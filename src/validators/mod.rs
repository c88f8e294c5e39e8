//! Validator library — one pure predicate per step type.
//!
//! Each validator takes the accumulated draft (plus the flow's jurisdiction)
//! and returns [`ValidationOutcome::Pass`] or a set of field-specific
//! failure messages. Validators never panic, never perform I/O, and carry no
//! hidden state: the same draft and jurisdiction always produce the same
//! outcome.

pub mod rules;

use std::collections::BTreeMap;
use std::sync::LazyLock;

use chrono::Datelike;
use regex::Regex;
use serde::Serialize;
use serde_json::Value;

use crate::flow::draft::{Draft, fields};
use crate::flow::model::{Jurisdiction, Role};

use self::rules::{CompanyIdentityRule, InstitutionLocaleRule, PASSWORD_SYMBOLS};

static NAME_RE: LazyLock<Regex> =
    LazyLock::new(|| Regex::new(r"^[A-Za-z]+(?:[ '\-][A-Za-z]+)*$").expect("name regex"));

static EMAIL_RE: LazyLock<Regex> =
    LazyLock::new(|| Regex::new(r"^[^@\s]+@[^@\s]+\.[^@\s]+$").expect("email regex"));

/// Field name → human-readable message. Cleared per field on edit, replaced
/// wholesale on a failed advance attempt.
#[derive(Debug, Clone, Default, PartialEq, Eq, Serialize)]
pub struct ValidationErrors {
    #[serde(flatten)]
    errors: BTreeMap<String, String>,
}

impl ValidationErrors {
    pub fn insert(&mut self, field: &str, message: impl Into<String>) {
        self.errors.insert(field.to_string(), message.into());
    }

    pub fn message(&self, field: &str) -> Option<&str> {
        self.errors.get(field).map(String::as_str)
    }

    pub fn clear_field(&mut self, field: &str) {
        self.errors.remove(field);
    }

    pub fn is_empty(&self) -> bool {
        self.errors.is_empty()
    }

    pub fn len(&self) -> usize {
        self.errors.len()
    }

    pub fn iter(&self) -> impl Iterator<Item = (&str, &str)> {
        self.errors.iter().map(|(k, v)| (k.as_str(), v.as_str()))
    }
}

/// Result of running a validator: pass, or fail with messages. Never both,
/// never neither.
#[derive(Debug, Clone, PartialEq, Eq)]
pub enum ValidationOutcome {
    Pass,
    Fail(ValidationErrors),
}

impl ValidationOutcome {
    pub fn is_pass(&self) -> bool {
        matches!(self, ValidationOutcome::Pass)
    }
}

/// The validator attached to a step, dispatched by tag.
#[derive(Debug, Clone, Copy, PartialEq, Eq)]
pub enum Validator {
    Document,
    PersonalInfo,
    WorkHistory,
    Education,
    OrgDetails,
    InstitutionDetails,
    Review,
}

impl Validator {
    /// Run the validator against the draft. Pure and deterministic.
    pub fn run(&self, draft: &Draft, jurisdiction: Jurisdiction) -> ValidationOutcome {
        let mut errors = ValidationErrors::default();
        match self {
            Validator::Document => document(draft, jurisdiction, &mut errors),
            Validator::PersonalInfo => personal_info(draft, &mut errors),
            Validator::WorkHistory => work_history(draft),
            Validator::Education => education(draft, &mut errors),
            Validator::OrgDetails => org_details(draft, jurisdiction, &mut errors),
            Validator::InstitutionDetails => institution_details(draft, jurisdiction, &mut errors),
            Validator::Review => review(draft, &mut errors),
        }
        if errors.is_empty() {
            ValidationOutcome::Pass
        } else {
            ValidationOutcome::Fail(errors)
        }
    }
}

/// Document verification: live photo, jurisdiction-specific captures, and
/// the extraction fields the capture service must have populated.
fn document(draft: &Draft, jurisdiction: Jurisdiction, errors: &mut ValidationErrors) {
    if !draft.is_set(fields::LIVE_PHOTO) {
        errors.insert(fields::LIVE_PHOTO, "A live photo is required");
    }

    let rules = rules::document_rules(jurisdiction);
    for rule in rules.captures {
        if !draft.is_set(rule.field) {
            errors.insert(rule.field, rule.message);
        }
    }
    for rule in rules.extracted {
        if draft.str_field(rule.field).is_none() {
            errors.insert(rule.field, rule.message);
        }
    }
}

fn personal_info(draft: &Draft, errors: &mut ValidationErrors) {
    match draft.str_field(fields::FIRST_NAME) {
        None => errors.insert(fields::FIRST_NAME, "First name is required"),
        Some(name) if !NAME_RE.is_match(name) => {
            errors.insert(fields::FIRST_NAME, "First name may only contain letters");
        }
        Some(_) => {}
    }
    match draft.str_field(fields::LAST_NAME) {
        None => errors.insert(fields::LAST_NAME, "Last name is required"),
        Some(name) if !NAME_RE.is_match(name) => {
            errors.insert(fields::LAST_NAME, "Last name may only contain letters");
        }
        Some(_) => {}
    }

    match draft.str_field(fields::EMAIL) {
        None => errors.insert(fields::EMAIL, "Email is required"),
        Some(email) if !EMAIL_RE.is_match(email) => {
            errors.insert(fields::EMAIL, "Enter a valid email address");
        }
        Some(_) => {}
    }

    // Phone is required unless the user explicitly opted out of capture.
    if !draft.bool_field(fields::SKIP_PHONE) && draft.str_field(fields::PHONE).is_none() {
        errors.insert(fields::PHONE, "Phone number is required");
    }

    // Passwords are compared byte-for-byte, untrimmed.
    let password = draft
        .get(fields::PASSWORD)
        .and_then(Value::as_str)
        .unwrap_or("");
    if password.is_empty() {
        errors.insert(fields::PASSWORD, "Password is required");
    } else if let Some(message) = password_policy_failure(password) {
        errors.insert(fields::PASSWORD, message);
    }

    let confirm = draft
        .get(fields::CONFIRM_PASSWORD)
        .and_then(Value::as_str)
        .unwrap_or("");
    if !password.is_empty() && confirm != password {
        errors.insert(fields::CONFIRM_PASSWORD, "Passwords do not match");
    }
}

/// First policy rule the password violates, if any. Checked in a fixed
/// order: length, uppercase, lowercase, digit, symbol.
pub fn password_policy_failure(password: &str) -> Option<&'static str> {
    if password.len() < 8 {
        return Some("Password must be at least 8 characters");
    }
    if !password.chars().any(|c| c.is_ascii_uppercase()) {
        return Some("Password must contain an uppercase letter");
    }
    if !password.chars().any(|c| c.is_ascii_lowercase()) {
        return Some("Password must contain a lowercase letter");
    }
    if !password.chars().any(|c| c.is_ascii_digit()) {
        return Some("Password must contain a digit");
    }
    if !password.chars().any(|c| PASSWORD_SYMBOLS.contains(c)) {
        return Some("Password must contain a symbol (!@#$%^&*()-_=+[]{};:,.?)");
    }
    None
}
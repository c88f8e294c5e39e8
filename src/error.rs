//! Error types for the signup flow engine.
//!
//! Validation failures are deliberately *not* part of this taxonomy: a
//! validator returning a failure message is ordinary data surfaced inline
//! next to the relevant field (see `validators::ValidationOutcome`). The
//! variants here cover the remote and precondition failures that a flow can
//! recover from without losing the in-memory draft.

/// Top-level error type for the engine.
#[derive(Debug, thiserror::Error)]
pub enum Error {
    #[error("Configuration error: {0}")]
    Config(#[from] ConfigError),

    #[error("API error: {0}")]
    Api(#[from] ApiError),

    /// A role-detail save or fetch was attempted before a user id exists on
    /// the draft. Recoverable: the user must complete the personal
    /// information step first.
    #[error("No user id on the draft yet; complete the personal information step first")]
    MissingIdentity,
}

/// Configuration-related errors.
#[derive(Debug, thiserror::Error)]
pub enum ConfigError {
    #[error("Missing required environment variable: {0}")]
    MissingEnvVar(String),

    #[error("Invalid configuration value for {key}: {message}")]
    InvalidValue { key: String, message: String },
}

/// Remote call errors (document extraction, record fetch, submission).
///
/// These are caught at the flow boundary and rendered as a dismissible
/// banner; they never corrupt the draft, so the user may retry without
/// re-entering prior steps.
#[derive(Debug, thiserror::Error)]
pub enum ApiError {
    #[error("Request to {endpoint} failed: {reason}")]
    Request { endpoint: String, reason: String },

    #[error("Server returned {status} from {endpoint}: {body}")]
    Status {
        endpoint: String,
        status: u16,
        body: String,
    },

    #[error("Failed to decode response from {endpoint}: {reason}")]
    Decode { endpoint: String, reason: String },

    #[error("No bearer token in the session")]
    Unauthenticated,
}

/// Result type alias for the engine.
pub type Result<T> = std::result::Result<T, Error>;
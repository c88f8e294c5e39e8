//! The Draft — the single mutable form-state object for one flow instance.
//!
//! Every step of a flow reads and writes the same draft; fields are flat
//! camelCase keys matching the backend wire contract, not namespaced per
//! step. Once a field is written, only the owning step (or an explicit
//! override by the reconciliation layer) normally overwrites it, and
//! navigation never resets or drops fields.

use serde_json::{Map, Value};

use super::model::{Jurisdiction, Role};

/// Draft field keys shared across steps and the wire contract.
pub mod fields {
    pub const ROLE: &str = "role";
    pub const JURISDICTION: &str = "jurisdiction";
    /// Role embedded in a prior authentication response.
    pub const AUTH_ROLE: &str = "authRole";
    /// Role embedded in a prior registration response.
    pub const REGISTERED_ROLE: &str = "registeredRole";
    /// User id established when the personal information step registers the
    /// account. Keys all later role-detail saves and fetches.
    pub const USER_ID: &str = "userId";

    // Document capture
    pub const LIVE_PHOTO: &str = "livePhoto";
    pub const FIRST_NAME: &str = "firstName";
    pub const LAST_NAME: &str = "lastName";
    pub const DATE_OF_BIRTH: &str = "dateOfBirth";

    // Personal information
    pub const EMAIL: &str = "email";
    pub const PHONE: &str = "phone";
    pub const SKIP_PHONE: &str = "skipPhone";
    pub const PASSWORD: &str = "password";
    pub const CONFIRM_PASSWORD: &str = "confirmPassword";

    // Work history / education
    pub const WORK_HISTORY: &str = "workHistory";
    pub const HAS_NO_WORK_HISTORY: &str = "hasNoWorkHistory";
    pub const EDUCATION: &str = "education";

    // Organization details
    pub const ORG_NAME: &str = "orgName";
    pub const ORG_EMAIL: &str = "orgEmail";
    pub const ORG_WEBSITE: &str = "orgWebsite";
    pub const CIN: &str = "cin";
    pub const GSTIN: &str = "gstin";
    pub const FOUNDED_MONTH: &str = "foundedMonth";
    pub const FOUNDED_YEAR: &str = "foundedYear";
    pub const ORG_RECORD_ID: &str = "orgRecordId";

    // Institution details
    pub const INSTITUTION_NAME: &str = "institutionName";
    pub const FOUNDING_YEAR: &str = "foundingYear";
    pub const DESCRIPTION: &str = "description";
    pub const POSTAL_ADDRESS: &str = "postalAddress";
    pub const FOUNDING_DATE: &str = "foundingDate";
    pub const INSTITUTION_RECORD_ID: &str = "institutionRecordId";

    // Review
    pub const TERMS_ACCEPTED: &str = "termsAccepted";
}

/// The accumulating form state shared by reference across all steps of one
/// flow instance.
#[derive(Debug, Clone, Default, PartialEq)]
pub struct Draft {
    values: Map<String, Value>,
}

impl Draft {
    /// Create a draft seeded with the role and jurisdiction chosen at flow
    /// creation. Both remain visible to every later step and to final
    /// submission.
    pub fn seeded(role: Role, jurisdiction: Jurisdiction) -> Self {
        let mut draft = Self::default();
        draft.set(fields::ROLE, role.to_string());
        draft.set(fields::JURISDICTION, jurisdiction.to_string());
        draft
    }

    pub fn get(&self, field: &str) -> Option<&Value> {
        self.values.get(field)
    }

    /// String value of a field, trimmed; `None` when absent, non-string, or
    /// blank. Validators treat blank and absent identically.
    pub fn str_field(&self, field: &str) -> Option<&str> {
        match self.values.get(field).and_then(Value::as_str) {
            Some(s) if !s.trim().is_empty() => Some(s.trim()),
            _ => None,
        }
    }

    /// Boolean value of a field; absent or non-boolean reads as false.
    pub fn bool_field(&self, field: &str) -> bool {
        self.values
            .get(field)
            .and_then(Value::as_bool)
            .unwrap_or(false)
    }

    /// Array value of a field, if present.
    pub fn array_field(&self, field: &str) -> Option<&Vec<Value>> {
        self.values.get(field).and_then(Value::as_array)
    }

    /// Whether the field has a usable value (present, non-null, non-blank).
    pub fn is_set(&self, field: &str) -> bool {
        match self.values.get(field) {
            None | Some(Value::Null) => false,
            Some(Value::String(s)) => !s.trim().is_empty(),
            Some(_) => true,
        }
    }

    pub fn set(&mut self, field: &str, value: impl Into<Value>) {
        self.values.insert(field.to_string(), value.into());
    }

    /// Shallow-merge a partial field set into the draft. Fields absent from
    /// the partial retain their prior value; nothing is ever removed.
    pub fn merge(&mut self, partial: Map<String, Value>) {
        for (key, value) in partial {
            self.values.insert(key, value);
        }
    }

    /// Merge a fetched record into the draft, writing only fields not
    /// already locally set. Used by the reconciliation layer so a backend
    /// record never clobbers local edits.
    pub fn merge_missing(&mut self, record: &Map<String, Value>) {
        for (key, value) in record {
            if !self.is_set(key) {
                self.values.insert(key.clone(), value.clone());
            }
        }
    }

    pub fn role(&self) -> Option<Role> {
        self.str_field(fields::ROLE).and_then(Role::from_wire)
    }

    /// The full draft as a JSON object, the shape of the registration
    /// payload.
    pub fn to_payload(&self) -> Value {
        Value::Object(self.values.clone())
    }
}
=-=-=
» **Problem description**: Lines after the one containing "use regex::Regex;" are not wanted; repeat exactly each line above from the first up to and including it.

» **Your solution**:
filename src/validators/mod.rs
repository c88f8e294c5e39e8
//! Validator library — one pure predicate per step type.
//!
//! Each validator takes the accumulated draft (plus the flow's jurisdiction)
//! and returns [`ValidationOutcome::Pass`] or a set of field-specific
//! failure messages. Validators never panic, never perform I/O, and carry no
//! hidden state: the same draft and jurisdiction always produce the same
//! outcome.

pub mod rules;

use std::collections::BTreeMap;
use std::sync::LazyLock;

use chrono::Datelike;
use regex::Regex;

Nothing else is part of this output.